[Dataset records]
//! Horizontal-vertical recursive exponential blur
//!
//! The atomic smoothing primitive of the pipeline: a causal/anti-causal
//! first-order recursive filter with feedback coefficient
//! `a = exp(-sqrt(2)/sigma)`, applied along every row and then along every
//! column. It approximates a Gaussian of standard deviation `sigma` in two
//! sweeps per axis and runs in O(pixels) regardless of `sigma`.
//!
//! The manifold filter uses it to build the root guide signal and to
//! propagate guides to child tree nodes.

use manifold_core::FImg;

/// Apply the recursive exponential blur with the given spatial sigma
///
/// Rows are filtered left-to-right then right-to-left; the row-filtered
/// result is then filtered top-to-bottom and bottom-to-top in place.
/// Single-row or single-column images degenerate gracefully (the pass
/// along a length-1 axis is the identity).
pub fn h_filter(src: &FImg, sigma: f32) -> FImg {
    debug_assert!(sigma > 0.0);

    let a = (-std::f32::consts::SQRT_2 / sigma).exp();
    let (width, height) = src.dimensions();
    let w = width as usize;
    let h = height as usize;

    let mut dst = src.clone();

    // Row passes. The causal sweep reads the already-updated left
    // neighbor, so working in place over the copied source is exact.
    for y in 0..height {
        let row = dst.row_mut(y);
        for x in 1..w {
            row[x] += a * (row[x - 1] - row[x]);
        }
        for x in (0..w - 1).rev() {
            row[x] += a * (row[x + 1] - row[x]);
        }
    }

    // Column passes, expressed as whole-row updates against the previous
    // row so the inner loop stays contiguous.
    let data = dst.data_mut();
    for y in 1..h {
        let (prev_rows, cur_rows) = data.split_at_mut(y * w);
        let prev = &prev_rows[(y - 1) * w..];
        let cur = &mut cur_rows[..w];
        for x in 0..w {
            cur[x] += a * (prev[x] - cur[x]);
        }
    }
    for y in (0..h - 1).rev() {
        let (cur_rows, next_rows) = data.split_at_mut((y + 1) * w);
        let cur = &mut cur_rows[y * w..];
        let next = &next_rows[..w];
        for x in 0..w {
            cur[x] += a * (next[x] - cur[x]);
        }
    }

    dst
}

---

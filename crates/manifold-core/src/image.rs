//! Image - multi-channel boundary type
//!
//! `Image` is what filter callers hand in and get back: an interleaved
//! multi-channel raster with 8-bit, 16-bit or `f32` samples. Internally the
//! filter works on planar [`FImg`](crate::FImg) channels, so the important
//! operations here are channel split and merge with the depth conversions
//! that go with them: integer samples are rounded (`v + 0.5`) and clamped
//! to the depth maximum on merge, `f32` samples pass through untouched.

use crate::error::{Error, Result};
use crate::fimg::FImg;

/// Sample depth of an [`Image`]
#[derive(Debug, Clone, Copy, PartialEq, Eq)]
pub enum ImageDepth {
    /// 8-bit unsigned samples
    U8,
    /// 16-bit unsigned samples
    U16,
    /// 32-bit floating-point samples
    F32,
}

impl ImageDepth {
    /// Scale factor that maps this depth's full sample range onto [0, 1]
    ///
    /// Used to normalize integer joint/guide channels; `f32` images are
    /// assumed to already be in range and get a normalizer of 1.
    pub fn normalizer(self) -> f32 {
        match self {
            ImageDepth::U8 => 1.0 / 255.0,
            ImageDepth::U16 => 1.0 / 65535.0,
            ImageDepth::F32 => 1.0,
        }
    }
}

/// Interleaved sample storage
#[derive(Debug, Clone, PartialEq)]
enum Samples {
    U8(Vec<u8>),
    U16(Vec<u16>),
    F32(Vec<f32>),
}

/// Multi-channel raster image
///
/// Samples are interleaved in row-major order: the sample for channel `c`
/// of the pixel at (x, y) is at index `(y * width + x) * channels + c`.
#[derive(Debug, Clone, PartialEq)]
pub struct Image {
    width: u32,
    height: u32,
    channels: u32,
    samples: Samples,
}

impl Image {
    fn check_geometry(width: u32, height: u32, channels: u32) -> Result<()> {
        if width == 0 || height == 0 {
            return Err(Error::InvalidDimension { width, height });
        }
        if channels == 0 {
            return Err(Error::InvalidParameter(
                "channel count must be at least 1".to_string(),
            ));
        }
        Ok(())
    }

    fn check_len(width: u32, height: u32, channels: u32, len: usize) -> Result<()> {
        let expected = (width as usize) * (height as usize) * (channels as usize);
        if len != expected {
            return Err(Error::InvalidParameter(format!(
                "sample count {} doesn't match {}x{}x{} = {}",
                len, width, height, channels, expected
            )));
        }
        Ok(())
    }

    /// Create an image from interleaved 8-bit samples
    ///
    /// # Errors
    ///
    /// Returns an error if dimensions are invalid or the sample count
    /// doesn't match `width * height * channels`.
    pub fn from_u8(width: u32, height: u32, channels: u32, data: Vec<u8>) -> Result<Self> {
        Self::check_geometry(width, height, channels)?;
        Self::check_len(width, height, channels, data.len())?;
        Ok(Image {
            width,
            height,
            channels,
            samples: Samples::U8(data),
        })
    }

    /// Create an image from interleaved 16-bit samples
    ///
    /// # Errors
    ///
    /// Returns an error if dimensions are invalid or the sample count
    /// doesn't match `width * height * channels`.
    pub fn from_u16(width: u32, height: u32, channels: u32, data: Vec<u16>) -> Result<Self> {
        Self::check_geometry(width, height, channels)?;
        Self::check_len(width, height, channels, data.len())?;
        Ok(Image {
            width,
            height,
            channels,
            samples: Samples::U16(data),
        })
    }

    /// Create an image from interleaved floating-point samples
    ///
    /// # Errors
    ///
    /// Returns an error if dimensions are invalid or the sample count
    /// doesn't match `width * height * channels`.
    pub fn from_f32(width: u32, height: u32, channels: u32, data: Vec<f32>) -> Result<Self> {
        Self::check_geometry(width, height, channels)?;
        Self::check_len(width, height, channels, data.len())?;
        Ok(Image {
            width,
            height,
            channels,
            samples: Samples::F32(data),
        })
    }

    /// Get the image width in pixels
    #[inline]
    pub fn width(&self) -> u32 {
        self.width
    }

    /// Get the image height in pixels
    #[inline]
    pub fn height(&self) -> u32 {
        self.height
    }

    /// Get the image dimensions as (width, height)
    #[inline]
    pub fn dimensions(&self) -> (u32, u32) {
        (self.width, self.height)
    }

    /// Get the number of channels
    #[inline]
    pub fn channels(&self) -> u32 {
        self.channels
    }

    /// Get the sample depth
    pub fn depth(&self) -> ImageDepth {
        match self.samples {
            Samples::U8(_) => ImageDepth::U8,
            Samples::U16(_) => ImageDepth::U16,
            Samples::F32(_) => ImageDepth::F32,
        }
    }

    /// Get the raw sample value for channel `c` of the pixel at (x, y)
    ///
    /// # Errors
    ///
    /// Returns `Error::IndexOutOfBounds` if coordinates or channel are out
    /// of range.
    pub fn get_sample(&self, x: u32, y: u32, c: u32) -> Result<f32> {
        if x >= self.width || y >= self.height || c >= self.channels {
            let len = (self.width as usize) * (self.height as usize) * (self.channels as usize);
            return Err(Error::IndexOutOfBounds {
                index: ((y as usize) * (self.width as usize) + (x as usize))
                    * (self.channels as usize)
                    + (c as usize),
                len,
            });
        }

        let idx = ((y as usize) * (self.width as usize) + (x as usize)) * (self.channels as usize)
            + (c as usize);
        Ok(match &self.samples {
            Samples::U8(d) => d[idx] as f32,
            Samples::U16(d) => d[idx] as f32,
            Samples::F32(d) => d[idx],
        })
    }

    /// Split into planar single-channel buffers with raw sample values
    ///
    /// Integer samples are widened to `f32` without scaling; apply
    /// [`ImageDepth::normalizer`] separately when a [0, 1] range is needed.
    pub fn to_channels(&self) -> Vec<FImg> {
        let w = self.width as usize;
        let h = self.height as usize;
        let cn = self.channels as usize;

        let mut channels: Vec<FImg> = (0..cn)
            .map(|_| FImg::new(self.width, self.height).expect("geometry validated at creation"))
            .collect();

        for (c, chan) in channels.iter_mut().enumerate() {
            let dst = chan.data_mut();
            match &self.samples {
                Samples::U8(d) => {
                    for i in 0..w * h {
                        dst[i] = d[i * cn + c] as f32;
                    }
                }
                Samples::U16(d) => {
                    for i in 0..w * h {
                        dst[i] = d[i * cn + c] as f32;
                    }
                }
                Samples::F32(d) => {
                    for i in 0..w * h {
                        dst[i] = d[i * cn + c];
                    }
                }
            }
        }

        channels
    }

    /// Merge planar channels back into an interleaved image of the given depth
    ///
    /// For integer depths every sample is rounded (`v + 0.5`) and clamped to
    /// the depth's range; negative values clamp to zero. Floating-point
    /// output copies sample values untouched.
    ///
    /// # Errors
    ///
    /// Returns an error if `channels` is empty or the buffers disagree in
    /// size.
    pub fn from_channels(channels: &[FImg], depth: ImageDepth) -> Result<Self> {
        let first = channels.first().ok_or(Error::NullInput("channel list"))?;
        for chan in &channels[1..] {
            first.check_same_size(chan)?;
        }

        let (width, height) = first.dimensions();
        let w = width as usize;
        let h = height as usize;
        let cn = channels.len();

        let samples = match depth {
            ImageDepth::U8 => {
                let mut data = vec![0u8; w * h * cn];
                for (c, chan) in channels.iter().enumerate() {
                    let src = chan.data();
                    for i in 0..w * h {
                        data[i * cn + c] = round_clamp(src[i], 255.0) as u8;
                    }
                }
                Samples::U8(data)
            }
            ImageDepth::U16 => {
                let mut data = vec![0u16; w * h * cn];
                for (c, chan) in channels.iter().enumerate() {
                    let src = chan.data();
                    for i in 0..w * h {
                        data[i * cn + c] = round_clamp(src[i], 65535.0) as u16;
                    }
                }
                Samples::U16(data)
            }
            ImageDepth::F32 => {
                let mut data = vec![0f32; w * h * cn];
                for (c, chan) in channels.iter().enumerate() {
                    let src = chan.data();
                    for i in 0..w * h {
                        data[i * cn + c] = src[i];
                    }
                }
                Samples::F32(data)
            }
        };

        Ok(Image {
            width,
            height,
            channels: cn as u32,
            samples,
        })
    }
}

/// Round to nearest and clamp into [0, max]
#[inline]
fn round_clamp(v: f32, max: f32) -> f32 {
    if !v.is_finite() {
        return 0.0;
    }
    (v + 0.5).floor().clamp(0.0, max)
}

--- About this exercise ---
In the records above, how many lines include "rounded"? Answer with the number alone.

--- Final answer ---
2